We are still in the "ready, set... wait" mode of Kyle's treatment. He met with the oncologist yesterday. More bloodwork, Full body MRI today. However the radiologist and oncologist have not yet come to terms with what is the best treatment protocol at this point.
The radiologist wants a lumbar puncture done, the oncologist is concerned about altering the intracranial pressure by doing an LP (spinal tap). We THINK they are at least in agreement that they want to do both chemotherapy and radiation therapy. It is just a helpless feeling when there is just nothing yet being done. Yes, they did get the intracranial pressure down while he was in the hospital and hopefully the shunt they inserted is working effectively. Just ready to move on a bit.

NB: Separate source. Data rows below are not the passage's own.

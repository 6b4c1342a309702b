//! Low-level, allocation-free primitives.
//!
//! - [`coord`]: `i64` board coordinates and the common line direction sets.
//! - [`key`]: lossless packing of a coordinate into one `i128` hash key.
//! - [`piece`]: piece type codes and the outward view of a live piece.

pub mod coord;
pub mod key;
pub mod piece;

I've talked about how upbeat Kyle has been. This weekend I could hear more of an edge in his voice and I could tell he was irritable. Mom starts worrying, is this just irritability related to the stress of the situation, or, is this indicative of his intracranial pressure building up again. I don't say anything to him about it, but it is something I still am concerned about.
He was being worried about getting the hospital bills paid for (which he had not yet received) and anxious to get back to work, hoping he would feel well enough to return to work soon. Before this incident, Kyle succombed to the usual mindset of so many 21 year olds. He was invincible. So, no, he never signed up for his medical benefits. When he went into the hospital, the social workers immediately went to work on getting him on social security disability and medicaid. His employers have signed him up for a special benefit to help with hospital expenses.
But, he worries about getting the hospital bill paid. I finally had to help him be realistic. I pointed out that even with insurance, almost nobody would be able to handle the expense of 10 days in intensive care and neurosurgery. That he had to let that go and use the resources available to him.
Yesterday I had to finally help him to see the reality that he will not be working for awhile. He's just been focused on when he feels well enough to work and tends to push himself, more than allowed. I had to point out that the doctors have told him he cannot even exercise right now. It's ok to not be at work and he can let himself use his time to do his artwork that he loves. I finally had to ask him if he were the employer, would he let someone in his condition work for him right now. He said no.
I've been dreading that conversation. It is so difficult to balance when to let him have his rose-colored glasses and when to point out reality. He actually seemed calmer after our discussion, so I guess I timed it right. Maybe he can let go of that pressure to return to work a bit. BTW, he doesn't have some high-powered job. He works for a Walgreens photodepartment for basically minimum wage in his area. But, he is well loved there and I'm sure it is difficult to be away from work.
I'm hoping for a better day today. I just feel helpless in this situation and I suppose knowing that we just don't know how things are going to turn out sometimes gets to me. I do expect some rocky roads here and there. I'm trying to hold onto hope. It would help if the darn docs would be doing SOMETHING besides planning. Maybe my anxiety would be less.
Oh, and Clay, a note in your blog would be just a tad bit reassuring as well. I have a need to know you are alive and well too.